:: Information
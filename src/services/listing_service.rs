use chrono::Utc;
use rust_decimal::Decimal;
use sea_orm::ActiveValue::NotSet;
use sea_orm::sea_query::Expr;
use sea_orm::sea_query::extension::postgres::PgExpr;
use sea_orm::{
    ActiveModelTrait, ColumnTrait, Condition, EntityTrait, PaginatorTrait, QueryFilter,
    QueryOrder, QuerySelect, Set,
};

use crate::{
    audit::{self, AuditAction},
    dto::listings::{CreateListingRequest, ListingList, UpdateListingRequest},
    entity::listings::{ActiveModel, Column, Entity as Listings, Model as ListingModel},
    error::{AppError, AppResult},
    middleware::auth::AuthUser,
    models::{DeliveryType, Listing, ListingPriceType, ListingStatus},
    pricing::round_money,
    response::{ApiResponse, Meta},
    routes::params::{ListingQuery, Pagination},
    state::AppState,
};

pub type ListingId = i64;

/// Settle the stored price and delivery fee for a listing.
///
/// Free items store a zero price and pickup items a zero fee. Any other
/// price type needs a price.
pub fn listing_terms(
    price_type: ListingPriceType,
    price: Option<Decimal>,
    delivery_type: DeliveryType,
    delivery_fee: Option<Decimal>,
) -> AppResult<(Decimal, Decimal)> {
    let price = match price_type {
        ListingPriceType::Free => {
            if price.is_some_and(|price| !price.is_zero()) {
                return Err(AppError::BadRequest("free listings cannot have a price".into()));
            }
            Decimal::ZERO
        }
        ListingPriceType::Fixed | ListingPriceType::Negotiable => {
            price.ok_or_else(|| AppError::BadRequest("price is required".into()))?
        }
    };
    let delivery_fee = match delivery_type {
        DeliveryType::Pickup => {
            if delivery_fee.is_some_and(|fee| !fee.is_zero()) {
                return Err(AppError::BadRequest(
                    "pickup listings cannot have a delivery fee".into(),
                ));
            }
            Decimal::ZERO
        }
        DeliveryType::Shipping => delivery_fee.unwrap_or(Decimal::ZERO),
    };

    if price.is_sign_negative() {
        return Err(AppError::BadRequest("price must not be negative".into()));
    }
    if delivery_fee.is_sign_negative() {
        return Err(AppError::BadRequest("delivery_fee must not be negative".into()));
    }
    Ok((round_money(price), round_money(delivery_fee)))
}

/// Available listings, newest first.
pub async fn list_listings(
    state: &AppState,
    query: ListingQuery,
) -> AppResult<ApiResponse<ListingList>> {
    let mut condition = Condition::all().add(Column::Status.eq(ListingStatus::Available.as_str()));
    if let Some(search) = query.q.as_ref().map(|s| s.trim()).filter(|s| !s.is_empty()) {
        let pattern = format!("%{search}%");
        condition = condition.add(
            Condition::any()
                .add(Expr::col(Column::Title).ilike(pattern.clone()))
                .add(Expr::col(Column::Description).ilike(pattern)),
        );
    }
    page_of(state, condition, query.pagination(), "Listings").await
}

/// Every listing the caller owns, sold ones included.
pub async fn list_my_listings(
    state: &AppState,
    user: &AuthUser,
    pagination: Pagination,
) -> AppResult<ApiResponse<ListingList>> {
    let condition = Condition::all().add(Column::UserId.eq(user.user_id));
    page_of(state, condition, pagination, "My listings").await
}

async fn page_of(
    state: &AppState,
    condition: Condition,
    pagination: Pagination,
    message: &str,
) -> AppResult<ApiResponse<ListingList>> {
    let (page, limit, offset) = pagination.normalize();
    let finder = Listings::find()
        .filter(condition)
        .order_by_desc(Column::CreatedAt)
        .order_by_desc(Column::Id);
    let total = finder.clone().count(&state.orm).await? as i64;
    let items = finder
        .limit(limit as u64)
        .offset(offset as u64)
        .all(&state.orm)
        .await?
        .into_iter()
        .map(Listing::try_from)
        .collect::<Result<Vec<_>, _>>()?;

    let meta = Meta::new(page, limit, total);
    Ok(ApiResponse::success(message, ListingList { items }, Some(meta)))
}

pub async fn get_listing(state: &AppState, id: ListingId) -> AppResult<ApiResponse<Listing>> {
    let listing = Listings::find_by_id(id)
        .one(&state.orm)
        .await?
        .ok_or(AppError::NotFound)?;
    Ok(ApiResponse::item("Listing", Listing::try_from(listing)?))
}

pub async fn create_listing(
    state: &AppState,
    user: &AuthUser,
    payload: CreateListingRequest,
) -> AppResult<ApiResponse<Listing>> {
    let title = clean_title(&payload.title)?;
    let (price, delivery_fee) = listing_terms(
        payload.price_type,
        payload.price,
        payload.delivery_type,
        payload.delivery_fee,
    )?;

    let listing = ActiveModel {
        id: NotSet,
        user_id: Set(user.user_id),
        title: Set(title),
        description: Set(payload.description),
        image_url: Set(payload.image_url),
        price_type: Set(payload.price_type.as_str().to_string()),
        price: Set(price),
        delivery_type: Set(payload.delivery_type.as_str().to_string()),
        delivery_fee: Set(delivery_fee),
        status: Set(ListingStatus::Available.as_str().to_string()),
        created_at: NotSet,
        updated_at: NotSet,
    }
    .insert(&state.orm)
    .await?;

    audit::record(
        &state.pool,
        Some(user.user_id),
        AuditAction::ListingCreate,
        serde_json::json!({ "listing_id": listing.id }),
    )
    .await;

    Ok(ApiResponse::item("Listing created", Listing::try_from(listing)?))
}

pub async fn update_listing(
    state: &AppState,
    user: &AuthUser,
    id: ListingId,
    payload: UpdateListingRequest,
) -> AppResult<ApiResponse<Listing>> {
    let existing = owned_listing(state, user, id).await?;
    let current = Listing::try_from(existing.clone())?;

    let price_type = payload.price_type.unwrap_or(current.price_type);
    let delivery_type = payload.delivery_type.unwrap_or(current.delivery_type);
    // Switching to free or pickup drops the old amount unless a new one is given.
    let price = payload
        .price
        .or((price_type != ListingPriceType::Free).then_some(current.price));
    let delivery_fee = payload
        .delivery_fee
        .or((delivery_type != DeliveryType::Pickup).then_some(current.delivery_fee));
    let (price, delivery_fee) = listing_terms(price_type, price, delivery_type, delivery_fee)?;

    let mut active: ActiveModel = existing.into();
    if let Some(title) = payload.title {
        active.title = Set(clean_title(&title)?);
    }
    if let Some(description) = payload.description {
        active.description = Set(Some(description));
    }
    if let Some(image_url) = payload.image_url {
        active.image_url = Set(Some(image_url));
    }
    active.price_type = Set(price_type.as_str().to_string());
    active.price = Set(price);
    active.delivery_type = Set(delivery_type.as_str().to_string());
    active.delivery_fee = Set(delivery_fee);
    if let Some(status) = payload.status {
        active.status = Set(status.as_str().to_string());
    }
    active.updated_at = Set(Utc::now().into());

    let listing = active.update(&state.orm).await?;

    audit::record(
        &state.pool,
        Some(user.user_id),
        AuditAction::ListingUpdate,
        serde_json::json!({ "listing_id": listing.id, "status": listing.status }),
    )
    .await;

    Ok(ApiResponse::item("Updated", Listing::try_from(listing)?))
}

pub async fn delete_listing(
    state: &AppState,
    user: &AuthUser,
    id: ListingId,
) -> AppResult<ApiResponse<serde_json::Value>> {
    let result = Listings::delete_many()
        .filter(Column::Id.eq(id))
        .filter(Column::UserId.eq(user.user_id))
        .exec(&state.orm)
        .await?;

    if result.rows_affected == 0 {
        return Err(AppError::NotFound);
    }

    audit::record(
        &state.pool,
        Some(user.user_id),
        AuditAction::ListingDelete,
        serde_json::json!({ "listing_id": id }),
    )
    .await;

    Ok(ApiResponse::item("Deleted", serde_json::json!({})))
}

// Someone else's listing reads as missing.
async fn owned_listing(state: &AppState, user: &AuthUser, id: ListingId) -> AppResult<ListingModel> {
    Listings::find_by_id(id)
        .filter(Column::UserId.eq(user.user_id))
        .one(&state.orm)
        .await?
        .ok_or(AppError::NotFound)
}

fn clean_title(title: &str) -> AppResult<String> {
    let title = title.trim();
    if title.is_empty() {
        return Err(AppError::BadRequest("title is required".into()));
    }
    Ok(title.to_string())
}
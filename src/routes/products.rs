use axum::{
    Json, Router,
    extract::{Path, Query, State},
    routing::get,
};

use crate::{
    dto::products::ProductList,
    error::AppResult,
    models::Product,
    response::ApiResponse,
    routes::params::ProductQuery,
    services::product_service,
    state::AppState,
};

pub fn router() -> Router<AppState> {
    Router::new()
        .route("/", get(list_products))
        .route("/{id}", get(get_product))
}

#[utoipa::path(
    get,
    path = "/api/products",
    params(
        ("page" = Option<i64>, Query, description = "Page number, default 1"),
        ("per_page" = Option<i64>, Query, description = "Items per page, default 20"),
        ("q" = Option<String>, Query, description = "Search in name and description"),
        ("tag" = Option<String>, Query, description = "Filter by tag"),
        ("min_price" = Option<String>, Query, description = "Minimum price"),
        ("max_price" = Option<String>, Query, description = "Maximum price"),
        ("sort_by" = Option<String>, Query, description = "created_at, price, name"),
        ("sort_order" = Option<String>, Query, description = "asc, desc")
    ),
    responses(
        (status = 200, description = "List products", body = ApiResponse<ProductList>)
    ),
    tag = "Products"
)]
pub async fn list_products(
    State(state): State<AppState>,
    Query(query): Query<ProductQuery>,
) -> AppResult<Json<ApiResponse<ProductList>>> {
    let resp = product_service::list_products(&state, query).await?;
    Ok(Json(resp))
}

#[utoipa::path(
    get,
    path = "/api/products/{id}",
    params(
        ("id" = i64, Path, description = "Product ID")
    ),
    responses(
        (status = 200, description = "Get product", body = ApiResponse<Product>),
        (status = 404, description = "Product not found"),
    ),
    tag = "Products"
)]
pub async fn get_product(
    State(state): State<AppState>,
    Path(id): Path<i64>,
) -> AppResult<Json<ApiResponse<Product>>> {
    let resp = product_service::get_product(&state, id).await?;
    Ok(Json(resp))
}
::::
▸ Exercise prompt: Identify each line of the material where the word "Available" shows up, and copy it.

▸ Expected answer:
/// Available listings, newest first.
    let mut condition = Condition::all().add(Column::Status.eq(ListingStatus::Available.as_str()));
        status: Set(ListingStatus::Available.as_str().to_string()),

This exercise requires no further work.